As an employer, you likely maintain your employees’ tax information and, thus, are a target.  Indeed, criminals regularly target employers and hack their databases or pose as company executives and send a phishing email asking for all employees’ W-2s for accounting purposes.

As such, it is important to understand your duty to protect your employees’ personal information, as well as potential liability for failing to do so.  Most states, including California, make clear that employers have a legal duty to protect their employees’ personal information.  These courts also make clear that whether an employer has legally compliant, written policies for protecting private information and responding to data breaches will heavily inform whether and the extent of an employer’s liability for a data breach.

For example, last year, a California federal court considered a class action over a data breach resulting in the theft of all former and current employees’ W-2 statements, which included salary, benefit information, names and social security numbers of the employees and spouses.  The court held that the employer owed a legal duty to its former and current employees, as well as their spouses and dependents, to protect their personal information.  It also found that the employer had breached this duty by allegedly failing to reasonably safeguard the employees’ personal information.  The Court further ruled that a non-speculative harm had been alleged; among other things, the Court cited the economic damage resulting from the filing of false returns and the out-of-pocket expenses of paying for identity theft protection.

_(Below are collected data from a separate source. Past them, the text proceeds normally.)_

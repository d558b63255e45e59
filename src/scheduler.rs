use std::{fmt::Display, future::Future, sync::Arc, time::Duration};

use anyhow::Result;
use chrono::Utc;
use cron::Schedule;
use log::{error, info, warn};
use thiserror::Error;
use tokio::time::sleep;
use uuid::Uuid;

use crate::{
    config::Config,
    exchange_rate::ExchangeRateSample,
    fetcher::{FetchError, RateSource},
    handoff::{HandoffError, HandoffStore, RunId},
    inserter::{InsertError, RateSink},
    runs::{RunHistory, RunRecord, RunState},
};

/// Fixed-delay retry budget applied to each task of a run.
#[derive(Debug, Clone, Copy, PartialEq, Eq)]
pub struct RetryPolicy {
    /// Retries after the first attempt.
    pub retries: u32,
    pub delay: Duration,
}

impl RetryPolicy {
    pub fn from_config(config: &Config) -> Self {
        RetryPolicy {
            retries: config.retries,
            delay: config.retry_delay,
        }
    }

    /// First attempt plus retries, capped at `u32::MAX`.
    pub fn attempts(&self) -> u32 {
        self.retries.saturating_add(1)
    }
}

/// Runs `op` until it succeeds or the budget is spent, sleeping `delay`
/// between attempts. The last error is returned.
pub async fn retry<T, E, F, Fut>(policy: &RetryPolicy, task: &str, mut op: F) -> Result<T, E>
where
    F: FnMut() -> Fut,
    Fut: Future<Output = Result<T, E>>,
    E: Display,
{
    let attempts = policy.attempts();
    let mut attempt = 1;

    loop {
        match op().await {
            Ok(value) => return Ok(value),
            Err(e) if attempt < attempts => {
                warn!(
                    "Task {} failed (attempt {}/{}): {}. Retrying in {:?}",
                    task, attempt, attempts, e, policy.delay
                );
                sleep(policy.delay).await;
                attempt += 1;
            }
            Err(e) => {
                error!("Task {} failed after {} attempts: {}", task, attempts, e);
                return Err(e);
            }
        }
    }
}

#[derive(Debug, Error)]
pub enum RunError {
    #[error(transparent)]
    Fetch(#[from] FetchError),
    #[error(transparent)]
    Handoff(#[from] HandoffError),
    #[error(transparent)]
    Insert(#[from] InsertError),
}

/// One fetch-then-insert pipeline. Shared by every run the scheduler starts.
pub struct Pipeline<S, K> {
    source: S,
    sink: K,
    source_currency: String,
    target_currency: String,
    policy: RetryPolicy,
    handoff: HandoffStore,
    history: Arc<RunHistory>,
}

impl<S: RateSource, K: RateSink> Pipeline<S, K> {
    pub fn new(config: &Config, source: S, sink: K, history: Arc<RunHistory>) -> Self {
        Pipeline {
            source,
            sink,
            source_currency: config.source.clone(),
            target_currency: config.currencies.clone(),
            policy: RetryPolicy::from_config(config),
            handoff: HandoffStore::new(),
            history,
        }
    }

    pub async fn run_once(&self) -> RunRecord {
        let run = Uuid::new_v4();
        let mut record = RunRecord::new(run);
        self.history.upsert(&record);

        record.state = RunState::Fetching;
        self.history.upsert(&record);
        info!(
            "Run {} started for {}/{}",
            run, self.source_currency, self.target_currency
        );

        let outcome = self.execute(run).await;
        self.handoff.discard(run);

        match outcome {
            Ok(sample) => {
                record.inserted(sample.rate_value);
                info!("Run {} inserted", run);
            }
            Err(e) => {
                error!("Run {} failed: {}", run, e);
                record.failed(e.to_string());
            }
        }
        self.history.upsert(&record);

        record
    }

    async fn execute(&self, run: RunId) -> Result<ExchangeRateSample, RunError> {
        let fetched =
            retry(&self.policy, "get_rate_from_api", || self.source.fetch()).await?;
        self.handoff.push_sample(run, &fetched)?;

        let stored = retry(&self.policy, "insert_exchange_rate_in_bd", || async move {
            let sample = self
                .handoff
                .pull_sample(run, &self.source_currency, &self.target_currency)?;
            self.sink.insert(&sample).await?;
            Ok::<_, RunError>(sample)
        })
        .await?;

        Ok(stored)
    }
}

/// Starts a run on every tick of the cron schedule.
pub struct Scheduler<S, K> {
    pipeline: Arc<Pipeline<S, K>>,
    schedule: Schedule,
}

impl<S, K> Scheduler<S, K>
where
    S: RateSource + 'static,
    K: RateSink + 'static,
{
    pub fn new(pipeline: Arc<Pipeline<S, K>>, schedule: Schedule) -> Self {
        Scheduler { pipeline, schedule }
    }

    pub async fn run_forever(&self) -> Result<()> {
        info!("Scheduling exchange rate runs");

        for next_tick in self.schedule.upcoming(Utc) {
            let Ok(wait) = next_tick.signed_duration_since(Utc::now()).to_std() else {
                warn!("Skipping tick {} because it is already in the past", next_tick);
                continue;
            };
            info!("Next run at {}, sleeping {}s", next_tick, wait.as_secs());
            sleep(wait).await;

            // Runs are detached so a slow or failing one never delays the next tick.
            let pipeline = Arc::clone(&self.pipeline);
            tokio::spawn(async move {
                pipeline.run_once().await;
            });
        }

        Ok(())
    }
}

The takeaway for employers is to know their legal duties to safeguard their employees’ personal information and to advise employees in a timely and legally compliant manner about data breaches.  In addition, employers should:

• Assess what information they possess and the safeguards in place.

• Establish and memorialize legally compliant reasonable measures to safeguard their employees’ personal information (e.g., appropriate use of encryption, establishing adequate firewalls, and implementing adequate authentication protocols).

• Establish and memorialize legally compliant policies and procedures for responding to a data breach.

• Train employees on the safeguards that are implemented.

• Review their employee handbooks and consider language that might limit their potential contractual liability for data breaches.